EXERCISE INPUTS
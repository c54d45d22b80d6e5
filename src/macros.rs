//! Logging macros for ergonomic log message formatting.
//!
//! These macros take a logger followed by `format!`-style arguments. The
//! message is only rendered when the logger would write it, and each macro
//! evaluates to the `Result` of the logging call.
//!
//! # Examples
//!
//! ```
//! use simple_console_logger::prelude::*;
//! use simple_console_logger::{info, warn};
//!
//! let logger = Logger::new();
//!
//! info!(logger, "Server started")?;
//!
//! let port = 8080;
//! info!(logger, "Server listening on port {}", port)?;
//!
//! // Ignore a write failure explicitly
//! let _ = warn!(logger, "Retry attempt {} of {}", 3, 5);
//! # Ok::<(), LoggerError>(())
//! ```

/// Log a message at an explicit level.
///
/// # Examples
///
/// ```
/// # use simple_console_logger::prelude::*;
/// # let logger = Logger::new();
/// use simple_console_logger::log;
/// log!(logger, LogLevel::Info, "Simple message").unwrap();
/// log!(logger, LogLevel::Error, "Error code: {}", 500).unwrap();
/// ```
#[macro_export]
macro_rules! log {
    ($logger:expr, $level:expr, $($arg:tt)+) => {
        $logger.log_args($level, ::std::format_args!($($arg)+))
    };
}

/// Log a trace-level message.
#[macro_export]
macro_rules! trace {
    ($logger:expr, $($arg:tt)+) => {
        $crate::log!($logger, $crate::LogLevel::Trace, $($arg)+)
    };
}

/// Log a debug-level message.
///
/// # Examples
///
/// ```
/// # use simple_console_logger::prelude::*;
/// # let logger = Logger::new();
/// use simple_console_logger::debug;
/// debug!(logger, "Counter value: {}", 10).unwrap();
/// ```
#[macro_export]
macro_rules! debug {
    ($logger:expr, $($arg:tt)+) => {
        $crate::log!($logger, $crate::LogLevel::Debug, $($arg)+)
    };
}

/// Log an info-level message.
#[macro_export]
macro_rules! info {
    ($logger:expr, $($arg:tt)+) => {
        $crate::log!($logger, $crate::LogLevel::Info, $($arg)+)
    };
}

/// Log a warning-level message.
#[macro_export]
macro_rules! warn {
    ($logger:expr, $($arg:tt)+) => {
        $crate::log!($logger, $crate::LogLevel::Warn, $($arg)+)
    };
}

/// Log an error-level message.
///
/// # Examples
///
/// ```
/// # use simple_console_logger::prelude::*;
/// # let logger = Logger::new();
/// use simple_console_logger::error;
/// error!(logger, "Error code: {}, message: {}", 500, "Internal error").unwrap();
/// ```
#[macro_export]
macro_rules! error {
    ($logger:expr, $($arg:tt)+) => {
        $crate::log!($logger, $crate::LogLevel::Error, $($arg)+)
    };
}

/// Log a fatal-level message.
///
/// Whether the process exits afterwards depends on the logger's
/// [`FatalPolicy`](crate::FatalPolicy).
#[macro_export]
macro_rules! fatal {
    ($logger:expr, $($arg:tt)+) => {
        $crate::log!($logger, $crate::LogLevel::Fatal, $($arg)+)
    };
}

#[cfg(test)]
mod tests {
    use crate::core::{LogLevel, Logger};
    use parking_lot::Mutex;
    use std::io::{self, Write};
    use std::sync::Arc;

    #[derive(Clone, Default)]
    struct SharedBuf(Arc<Mutex<Vec<u8>>>);

    impl Write for SharedBuf {
        fn write(&mut self, buf: &[u8]) -> io::Result<usize> {
            self.0.lock().extend_from_slice(buf);
            Ok(buf.len())
        }

        fn flush(&mut self) -> io::Result<()> {
            Ok(())
        }
    }

    fn capture() -> (Logger, SharedBuf) {
        let buf = SharedBuf::default();
        let logger = Logger::builder().writer(buf.clone()).build();
        (logger, buf)
    }

    fn output(buf: &SharedBuf) -> String {
        String::from_utf8(buf.0.lock().clone()).expect("utf-8 output")
    }

    #[test]
    fn test_log_macro() {
        let (logger, buf) = capture();
        log!(logger, LogLevel::Info, "Formatted: {}", 42).unwrap();
        assert!(output(&buf).ends_with("[info] Formatted: 42\n"));
    }

    #[test]
    fn test_level_macros() {
        let (logger, buf) = capture();
        trace!(logger, "t {}", 1).unwrap();
        debug!(logger, "d").unwrap();
        info!(logger, "i").unwrap();
        warn!(logger, "w {:?}", [0, 1, 2, 3]).unwrap();
        error!(logger, "e").unwrap();
        fatal!(logger, "f").unwrap();

        let out = output(&buf);
        let levels: Vec<&str> = out
            .lines()
            .map(|l| l.split(['[', ']']).nth(1).unwrap_or(""))
            .collect();
        assert_eq!(levels, ["trace", "debug", "info", "warn", "error", "fatal"]);
        assert!(out.contains("[warn] w [0, 1, 2, 3]"));
    }

    #[test]
    fn test_macro_respects_threshold() {
        let (logger, buf) = capture();
        logger.set_min_level(LogLevel::Error);
        debug!(logger, "This message shouldn't be printed!").unwrap();
        assert!(output(&buf).is_empty());
    }
}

PROBLEM TO WORK ON
Precisely reproduce all the entries shown above.

RESPONSE BELOW
repository c54d45d22b80d6e5
filename src/macros.rs
//! Logging macros for ergonomic log message formatting.
//!
//! These macros take a logger followed by `format!`-style arguments. The
//! message is only rendered when the logger would write it, and each macro
//! evaluates to the `Result` of the logging call.
//!
//! # Examples
//!
//! ```
//! use simple_console_logger::prelude::*;
//! use simple_console_logger::{info, warn};
//!
//! let logger = Logger::new();
//!
//! info!(logger, "Server started")?;
//!
//! let port = 8080;
//! info!(logger, "Server listening on port {}", port)?;
//!
//! // Ignore a write failure explicitly
//! let _ = warn!(logger, "Retry attempt {} of {}", 3, 5);
//! # Ok::<(), LoggerError>(())
//! ```

/// Log a message at an explicit level.
///
/// # Examples
///
/// ```
/// # use simple_console_logger::prelude::*;
/// # let logger = Logger::new();
/// use simple_console_logger::log;
/// log!(logger, LogLevel::Info, "Simple message").unwrap();
/// log!(logger, LogLevel::Error, "Error code: {}", 500).unwrap();
/// ```
#[macro_export]
macro_rules! log {
    ($logger:expr, $level:expr, $($arg:tt)+) => {
        $logger.log_args($level, ::std::format_args!($($arg)+))
    };
}

/// Log a trace-level message.
#[macro_export]
macro_rules! trace {
    ($logger:expr, $($arg:tt)+) => {
        $crate::log!($logger, $crate::LogLevel::Trace, $($arg)+)
    };
}

/// Log a debug-level message.
///
/// # Examples
///
/// ```
/// # use simple_console_logger::prelude::*;
/// # let logger = Logger::new();
/// use simple_console_logger::debug;
/// debug!(logger, "Counter value: {}", 10).unwrap();
/// ```
#[macro_export]
macro_rules! debug {
    ($logger:expr, $($arg:tt)+) => {
        $crate::log!($logger, $crate::LogLevel::Debug, $($arg)+)
    };
}

/// Log an info-level message.
#[macro_export]
macro_rules! info {
    ($logger:expr, $($arg:tt)+) => {
        $crate::log!($logger, $crate::LogLevel::Info, $($arg)+)
    };
}

/// Log a warning-level message.
#[macro_export]
macro_rules! warn {
    ($logger:expr, $($arg:tt)+) => {
        $crate::log!($logger, $crate::LogLevel::Warn, $($arg)+)
    };
}

/// Log an error-level message.
///
/// # Examples
///
/// ```
/// # use simple_console_logger::prelude::*;
/// # let logger = Logger::new();
/// use simple_console_logger::error;
/// error!(logger, "Error code: {}, message: {}", 500, "Internal error").unwrap();
/// ```
#[macro_export]
macro_rules! error {
    ($logger:expr, $($arg:tt)+) => {
        $crate::log!($logger, $crate::LogLevel::Error, $($arg)+)
    };
}

/// Log a fatal-level message.
///
/// Whether the process exits afterwards depends on the logger's
/// [`FatalPolicy`](crate::FatalPolicy).
#[macro_export]
macro_rules! fatal {
    ($logger:expr, $($arg:tt)+) => {
        $crate::log!($logger, $crate::LogLevel::Fatal, $($arg)+)
    };
}

#[cfg(test)]
mod tests {
    use crate::core::{LogLevel, Logger};
    use parking_lot::Mutex;
    use std::io::{self, Write};
    use std::sync::Arc;

    #[derive(Clone, Default)]
    struct SharedBuf(Arc<Mutex<Vec<u8>>>);

    impl Write for SharedBuf {
        fn write(&mut self, buf: &[u8]) -> io::Result<usize> {
            self.0.lock().extend_from_slice(buf);
            Ok(buf.len())
        }

        fn flush(&mut self) -> io::Result<()> {
            Ok(())
        }
    }

    fn capture() -> (Logger, SharedBuf) {
        let buf = SharedBuf::default();
        let logger = Logger::builder().writer(buf.clone()).build();
        (logger, buf)
    }

    fn output(buf: &SharedBuf) -> String {
        String::from_utf8(buf.0.lock().clone()).expect("utf-8 output")
    }

    #[test]
    fn test_log_macro() {
        let (logger, buf) = capture();
        log!(logger, LogLevel::Info, "Formatted: {}", 42).unwrap();
        assert!(output(&buf).ends_with("[info] Formatted: 42\n"));
    }

    #[test]
    fn test_level_macros() {
        let (logger, buf) = capture();
        trace!(logger, "t {}", 1).unwrap();
        debug!(logger, "d").unwrap();
        info!(logger, "i").unwrap();
        warn!(logger, "w {:?}", [0, 1, 2, 3]).unwrap();
        error!(logger, "e").unwrap();
        fatal!(logger, "f").unwrap();

        let out = output(&buf);
        let levels: Vec<&str> = out
            .lines()
            .map(|l| l.split(['[', ']']).nth(1).unwrap_or(""))
            .collect();
        assert_eq!(levels, ["trace", "debug", "info", "warn", "error", "fatal"]);
        assert!(out.contains("[warn] w [0, 1, 2, 3]"));
    }

    #[test]
    fn test_macro_respects_threshold() {
        let (logger, buf) = capture();
        logger.set_min_level(LogLevel::Error);
        debug!(logger, "This message shouldn't be printed!").unwrap();
        assert!(output(&buf).is_empty());
    }
}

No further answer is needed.